Still Waters Stalk & Barrel Single Malt Whisky Cask #01

63.2% alc./vol.
Fût #1, 3 ans et demi d’âge, échantillon de la distillerie.

André 89.5%
Un bloc massif de vanille fraiche, de crème brûlée et de butterscotch avec un background de céréales HoneyComb. Ode aux petits plaisirs sucrés ! Buiscuits Walkers (sans le sel), sucre. Comparativement au cask #2, l’alcool – même si légèrement plus fort – est plus approchable et je trouve aussi l’ensemble mieux balancé. Il est par contre un peu difficile de trier les éléments de la bouche dû au taux d’alcool, la salive aidera à diluer le tout et libèrera les épices et la cannelle, le malt. Mais il faudra en effet bien diluer l’alcool pour en apprécier les saveurs. Finale asséchée par l’alcool et les épices, qui m’a étonné par sa pérennité. Mais j’apprécies particulièrement les saveurs sucrées, j’ai l’impression de me faire plaisir en vagabondant dans la section gâteux d’une pâtisserie.

RV 91.5%
Après avoir bien réchauffé les moteurs olfactifs, la fusée s’envole avec célérité avant de retourner sur la Terre, armée de quelques parachutes. Très très typé, je m’imagines que trop facilement les barils et le grain de microdistillerie, peu subtils et droit au but. Même rapidité en bouche où il s’attaque de manière sauvagement chaude (au point d’engourdir la langue) à coup de bâton de cannelle et d’extrait de vanille très concentré.
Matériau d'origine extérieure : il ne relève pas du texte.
const SYSTEM_DBS: &[&str] = &["_users", "_replicator", "_global_changes"];

/// CouchDB database name rule: `^[a-z][a-z0-9_$()+/-]*$`, plus the system databases.
pub fn is_valid_db_name(name: &str) -> bool {
    if SYSTEM_DBS.contains(&name) {
        return true;
    }
    let mut chars = name.chars();
    match chars.next() {
        Some(c) if c.is_ascii_lowercase() => {}
        _ => return false,
    }
    chars.all(|c| {
        c.is_ascii_lowercase()
            || c.is_ascii_digit()
            || matches!(c, '_' | '$' | '(' | ')' | '+' | '/' | '-')
    })
}

/// Path segments for a document id.
///
/// Design and local documents keep their prefix as a separate segment so the
/// slash is not escaped; any other id is a single (escaped) segment.
pub fn doc_path(id: &str) -> Vec<&str> {
    for prefix in ["_design/", "_local/"] {
        if let Some(rest) = id.strip_prefix(prefix) {
            return vec![&prefix[..prefix.len() - 1], rest];
        }
    }
    vec![id]
}

/// Random id for documents saved without `_id`
pub fn generate_uuid() -> String {
    uuid::Uuid::new_v4().simple().to_string()
}
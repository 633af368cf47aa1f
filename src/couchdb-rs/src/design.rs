//! View definitions kept in code and synced into design documents.

use std::collections::BTreeMap;

use couchdb_core::{Document, Params, UpdateResult, ViewResults};
use serde_json::{json, Value};
use tracing::info;

use crate::{ClientError, Database, Result};

/// A map/reduce view that lives in `_design/{design}`
#[derive(Debug, Clone, PartialEq)]
pub struct ViewDefinition {
    pub design: String,
    pub name: String,
    pub map_fun: String,
    pub reduce_fun: Option<String>,
    pub language: String,
    /// Design document `options`, e.g. `{"local_seq": true}`
    pub options: Option<Value>,
}

impl ViewDefinition {
    pub fn new(
        design: impl Into<String>,
        name: impl Into<String>,
        map_fun: impl Into<String>,
    ) -> Self {
        let design = design.into();
        Self {
            design: design
                .strip_prefix("_design/")
                .map(str::to_string)
                .unwrap_or(design),
            name: name.into(),
            map_fun: map_fun.into(),
            reduce_fun: None,
            language: "javascript".to_string(),
            options: None,
        }
    }

    pub fn with_reduce(mut self, reduce_fun: impl Into<String>) -> Self {
        self.reduce_fun = Some(reduce_fun.into());
        self
    }

    pub fn with_language(mut self, language: impl Into<String>) -> Self {
        self.language = language.into();
        self
    }

    pub fn with_options(mut self, options: Value) -> Self {
        self.options = Some(options);
        self
    }

    pub fn design_id(&self) -> String {
        format!("_design/{}", self.design)
    }

    fn body(&self) -> Value {
        let mut view = json!({ "map": self.map_fun });
        if let Some(reduce) = &self.reduce_fun {
            view["reduce"] = json!(reduce);
        }
        view
    }

    /// Store this view if the design document differs
    pub async fn sync(&self, db: &Database) -> Result<Vec<UpdateResult>> {
        sync_many(db, std::slice::from_ref(self), false).await
    }

    pub async fn view(&self, db: &Database, params: Option<&Params>) -> Result<ViewResults> {
        db.view(&format!("{}/{}", self.design, self.name), params)
            .await
    }
}

/// Bring design documents in line with `views`.
///
/// Views are grouped by design document and merged into what the server
/// has. With `remove_missing`, views not listed here are dropped from the
/// touched design documents. Only changed documents are written, in a
/// single bulk request.
pub async fn sync_many(
    db: &Database,
    views: &[ViewDefinition],
    remove_missing: bool,
) -> Result<Vec<UpdateResult>> {
    let mut by_design: BTreeMap<String, Vec<&ViewDefinition>> = BTreeMap::new();
    for view in views {
        by_design.entry(view.design_id()).or_default().push(view);
    }

    let mut changed = Vec::new();
    for (design_id, defs) in by_design {
        let existing = match db.get(&design_id).await {
            Ok(doc) => Some(doc),
            Err(ClientError::NotFound(_)) => None,
            Err(e) => return Err(e),
        };

        let doc = merge_views(existing.clone(), &design_id, &defs, remove_missing);
        if existing.as_ref() != Some(&doc) {
            changed.push(doc);
        }
    }

    if changed.is_empty() {
        return Ok(Vec::new());
    }
    info!(db = db.name(), count = changed.len(), "syncing design documents");
    db.update(&mut changed, None).await
}

fn merge_views(
    existing: Option<Document>,
    design_id: &str,
    defs: &[&ViewDefinition],
    remove_missing: bool,
) -> Document {
    let mut doc = existing.unwrap_or_else(|| {
        let mut doc = Document::new();
        doc.insert("_id".into(), json!(design_id));
        doc
    });

    let mut views = match doc.remove("views") {
        Some(Value::Object(views)) => views,
        _ => serde_json::Map::new(),
    };
    if remove_missing {
        views.retain(|name, _| defs.iter().any(|d| d.name == *name));
    }
    for def in defs {
        views.insert(def.name.clone(), def.body());
        if let Some(options) = &def.options {
            doc.insert("options".into(), options.clone());
        }
    }
    doc.insert("views".into(), Value::Object(views));

    if let Some(def) = defs.first() {
        doc.insert("language".into(), json!(def.language));
    }
    doc
}

#[cfg(test)]
mod tests {
    use super::*;

    fn by_year() -> ViewDefinition {
        ViewDefinition::new("_design/books", "by_year", "function(doc) { emit(doc.year, 1); }")
    }

    #[test]
    fn test_new_strips_prefix() {
        let def = by_year();
        assert_eq!(def.design, "books");
        assert_eq!(def.design_id(), "_design/books");
        assert_eq!(def.language, "javascript");
    }

    #[test]
    fn test_merge_into_new_doc() {
        let def = by_year().with_reduce("_count");
        let doc = merge_views(None, "_design/books", &[&def], false);

        assert_eq!(doc["_id"], "_design/books");
        assert_eq!(doc["language"], "javascript");
        assert_eq!(doc["views"]["by_year"]["reduce"], "_count");
    }

    #[test]
    fn test_merge_keeps_or_drops_other_views() {
        let existing: Document = serde_json::from_value(json!({
            "_id": "_design/books",
            "_rev": "3-abc",
            "language": "javascript",
            "views": {"old": {"map": "function(doc) {}"}}
        }))
        .unwrap();
        let def = by_year();

        let kept = merge_views(Some(existing.clone()), "_design/books", &[&def], false);
        assert!(kept["views"].get("old").is_some());
        assert_eq!(kept["_rev"], "3-abc");

        let dropped = merge_views(Some(existing), "_design/books", &[&def], true);
        assert!(dropped["views"].get("old").is_none());
        assert!(dropped["views"].get("by_year").is_some());
    }

    #[test]
    fn test_merge_is_stable() {
        let def = by_year();
        let first = merge_views(None, "_design/books", &[&def], false);
        let second = merge_views(Some(first.clone()), "_design/books", &[&def], false);
        assert_eq!(first, second);
    }
}
//! Shared setup for tests that run against a mock CouchDB.

#![allow(dead_code)]

use couchdb_rs::Server;
use wiremock::MockServer;

pub const USER: &str = "root";
pub const PASSWORD: &str = "secret";
/// `Basic base64(root:secret)`
pub const AUTH_HEADER: &str = "Basic cm9vdDpzZWNyZXQ=";

/// A mock server and a client pointed at it with embedded credentials
pub async fn setup() -> (MockServer, Server) {
    let mock = MockServer::start().await;
    let url = format!("http://{}:{}@{}", USER, PASSWORD, mock.address());
    let server = Server::new(&url).expect("valid mock url");
    (mock, server)
}
use chrono::{DateTime, TimeZone, Utc};
use serde::{Deserialize, Serialize};
use serde_json::Value;

/// A CouchDB document as a JSON object
pub type Document = serde_json::Map<String, Value>;

/// `_id`/`_rev` pair; flatten into your own structs for typed storage
#[derive(Debug, Clone, Default, PartialEq, Eq, Serialize, Deserialize)]
pub struct DocumentMeta {
    #[serde(rename = "_id", default, skip_serializing_if = "Option::is_none")]
    pub id: Option<String>,
    #[serde(rename = "_rev", default, skip_serializing_if = "Option::is_none")]
    pub rev: Option<String>,
}

/// One entry of a `_bulk_docs` response
#[derive(Debug, Clone, PartialEq, Eq, Serialize, Deserialize)]
pub struct UpdateResult {
    pub id: String,
    #[serde(default, skip_serializing_if = "Option::is_none")]
    pub rev: Option<String>,
    #[serde(default, skip_serializing_if = "Option::is_none")]
    pub error: Option<String>,
    #[serde(default, skip_serializing_if = "Option::is_none")]
    pub reason: Option<String>,
}

impl UpdateResult {
    pub fn is_ok(&self) -> bool {
        self.error.is_none()
    }
}

/// Response of a view or `_all_docs` query
#[derive(Debug, Clone, Default, Serialize, Deserialize)]
pub struct ViewResults {
    #[serde(default, skip_serializing_if = "Option::is_none")]
    pub total_rows: Option<u64>,
    #[serde(default, skip_serializing_if = "Option::is_none")]
    pub offset: Option<u64>,
    #[serde(default, skip_serializing_if = "Option::is_none")]
    pub update_seq: Option<Value>,
    #[serde(default)]
    pub rows: Vec<Row>,
}

impl ViewResults {
    pub fn len(&self) -> usize {
        self.rows.len()
    }

    pub fn is_empty(&self) -> bool {
        self.rows.is_empty()
    }

    /// Ids of all rows that carry one (reduce rows do not)
    pub fn ids(&self) -> Vec<&str> {
        self.rows.iter().filter_map(|r| r.id.as_deref()).collect()
    }
}

#[derive(Debug, Clone, Serialize, Deserialize)]
pub struct Row {
    #[serde(default, skip_serializing_if = "Option::is_none")]
    pub id: Option<String>,
    #[serde(default)]
    pub key: Value,
    #[serde(default)]
    pub value: Value,
    #[serde(default, skip_serializing_if = "Option::is_none")]
    pub doc: Option<Document>,
    /// Set for `keys` lookups that found nothing, e.g. `not_found`
    #[serde(default, skip_serializing_if = "Option::is_none")]
    pub error: Option<String>,
}

/// Response of `GET /{db}/_changes`
#[derive(Debug, Clone, Serialize, Deserialize)]
pub struct Changes {
    #[serde(default)]
    pub results: Vec<ChangeRow>,
    #[serde(default)]
    pub last_seq: Value,
    #[serde(default, skip_serializing_if = "Option::is_none")]
    pub pending: Option<u64>,
}

#[derive(Debug, Clone, Serialize, Deserialize)]
pub struct ChangeRow {
    pub seq: Value,
    pub id: String,
    #[serde(default)]
    pub changes: Vec<RevRef>,
    #[serde(default)]
    pub deleted: bool,
    #[serde(default, skip_serializing_if = "Option::is_none")]
    pub doc: Option<Document>,
}

#[derive(Debug, Clone, PartialEq, Eq, Serialize, Deserialize)]
pub struct RevRef {
    pub rev: String,
}

/// Response of `GET /_membership`
#[derive(Debug, Clone, Default, PartialEq, Eq, Serialize, Deserialize)]
pub struct Membership {
    #[serde(default)]
    pub all_nodes: Vec<String>,
    #[serde(default)]
    pub cluster_nodes: Vec<String>,
}

/// Entry of `GET /_active_tasks`
#[derive(Debug, Clone, Serialize, Deserialize)]
pub struct ActiveTask {
    #[serde(rename = "type")]
    pub task_type: String,
    #[serde(default)]
    pub node: Option<String>,
    #[serde(default)]
    pub pid: Option<String>,
    #[serde(default)]
    pub started_on: Option<i64>,
    #[serde(default)]
    pub updated_on: Option<i64>,
    /// Task specific fields (progress, database, replication_id, ...)
    #[serde(flatten)]
    pub details: serde_json::Map<String, Value>,
}

impl ActiveTask {
    pub fn started_at(&self) -> Option<DateTime<Utc>> {
        self.started_on.and_then(|t| Utc.timestamp_opt(t, 0).single())
    }

    pub fn updated_at(&self) -> Option<DateTime<Utc>> {
        self.updated_on.and_then(|t| Utc.timestamp_opt(t, 0).single())
    }
}

/// Response of `GET /_session`
#[derive(Debug, Clone, Serialize, Deserialize)]
pub struct Session {
    #[serde(default)]
    pub ok: bool,
    #[serde(rename = "userCtx")]
    pub user_ctx: UserCtx,
}

#[derive(Debug, Clone, Default, Serialize, Deserialize)]
pub struct UserCtx {
    #[serde(default)]
    pub name: Option<String>,
    #[serde(default)]
    pub roles: Vec<String>,
}

/// Body of `/{db}/_security`
#[derive(Debug, Clone, Default, PartialEq, Eq, Serialize, Deserialize)]
pub struct Security {
    #[serde(default)]
    pub admins: SecurityMembers,
    #[serde(default)]
    pub members: SecurityMembers,
}

#[derive(Debug, Clone, Default, PartialEq, Eq, Serialize, Deserialize)]
pub struct SecurityMembers {
    #[serde(default)]
    pub names: Vec<String>,
    #[serde(default)]
    pub roles: Vec<String>,
}

/// Response of a Mango `_find` query
#[derive(Debug, Clone, Default, Serialize, Deserialize)]
pub struct FindResult {
    #[serde(default)]
    pub docs: Vec<Document>,
    #[serde(default, skip_serializing_if = "Option::is_none")]
    pub bookmark: Option<String>,
    #[serde(default, skip_serializing_if = "Option::is_none")]
    pub warning: Option<String>,
}

/// Response of `GET /{db}/_index`
#[derive(Debug, Clone, Default, Serialize, Deserialize)]
pub struct IndexList {
    #[serde(default)]
    pub total_rows: u64,
    #[serde(default)]
    pub indexes: Vec<IndexInfo>,
}

#[derive(Debug, Clone, Serialize, Deserialize)]
pub struct IndexInfo {
    pub ddoc: Option<String>,
    pub name: String,
    #[serde(rename = "type")]
    pub index_type: String,
    #[serde(default)]
    pub def: Value,
}

/// Raw result of a show, list or update function
#[derive(Debug, Clone)]
pub struct DesignResponse {
    pub status: u16,
    pub content_type: Option<String>,
    pub body: Vec<u8>,
}

impl DesignResponse {
    pub fn text(&self) -> String {
        String::from_utf8_lossy(&self.body).into_owned()
    }
}

#[cfg(test)]
mod tests {
    use super::*;
    use serde_json::json;

    #[test]
    fn test_view_results() {
        let results: ViewResults = serde_json::from_value(json!({
            "total_rows": 3,
            "offset": 0,
            "rows": [
                {"id": "a", "key": "a", "value": {"rev": "1-x"}},
                {"id": "b", "key": ["b", 1], "value": 2, "doc": {"_id": "b"}},
                {"key": "zzz", "error": "not_found"}
            ]
        }))
        .unwrap();

        assert_eq!(results.total_rows, Some(3));
        assert_eq!(results.len(), 3);
        assert_eq!(results.ids(), vec!["a", "b"]);
        assert_eq!(results.rows[1].doc.as_ref().unwrap()["_id"], "b");
        assert_eq!(results.rows[2].error.as_deref(), Some("not_found"));
    }

    #[test]
    fn test_reduce_results() {
        let results: ViewResults =
            serde_json::from_value(json!({"rows": [{"key": null, "value": 42}]})).unwrap();
        assert_eq!(results.total_rows, None);
        assert!(results.ids().is_empty());
        assert_eq!(results.rows[0].value, 42);
    }

    #[test]
    fn test_update_result() {
        let ok: UpdateResult =
            serde_json::from_value(json!({"ok": true, "id": "a", "rev": "1-x"})).unwrap();
        assert!(ok.is_ok());

        let conflict: UpdateResult = serde_json::from_value(
            json!({"id": "b", "error": "conflict", "reason": "Document update conflict."}),
        )
        .unwrap();
        assert!(!conflict.is_ok());
        assert_eq!(conflict.rev, None);
    }

    #[test]
    fn test_document_meta_flatten() {
        #[derive(Serialize, Deserialize)]
        struct Note {
            #[serde(flatten)]
            meta: DocumentMeta,
            text: String,
        }

        let note: Note =
            serde_json::from_value(json!({"_id": "n1", "_rev": "2-y", "text": "hi"})).unwrap();
        assert_eq!(note.meta.id.as_deref(), Some("n1"));

        let fresh = Note {
            meta: DocumentMeta::default(),
            text: "new".into(),
        };
        assert_eq!(serde_json::to_value(&fresh).unwrap(), json!({"text": "new"}));
    }

    #[test]
    fn test_active_task_timestamps() {
        let task: ActiveTask = serde_json::from_value(json!({
            "type": "replication",
            "node": "couchdb@localhost",
            "started_on": 1_700_000_000,
            "updated_on": 1_700_000_060,
            "docs_written": 12
        }))
        .unwrap();

        assert_eq!(task.task_type, "replication");
        assert_eq!(task.details["docs_written"], 12);
        let elapsed = task.updated_at().unwrap() - task.started_at().unwrap();
        assert_eq!(elapsed.num_seconds(), 60);
    }

    #[test]
    fn test_session_without_user() {
        let session: Session = serde_json::from_value(
            json!({"ok": true, "userCtx": {"name": null, "roles": []}}),
        )
        .unwrap();
        assert!(session.user_ctx.name.is_none());
    }
}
Finale vraiment plus savante, ce cousin gustatif du Roughstock Montana où les levures seraient bien dissimulées se termine lentement, et de la haute altitude prise on redescend en planant doucement. Aucune tourbe en vue mais si une bouteille se mérite une fusée ça ne serait pas la Ardbeg Galileo mais celle-ci (ce qui ne lui ferait pas du tout de mal, parce qu’on semble avoir mis beaucoup plus de soins au contenu qu’au contenant).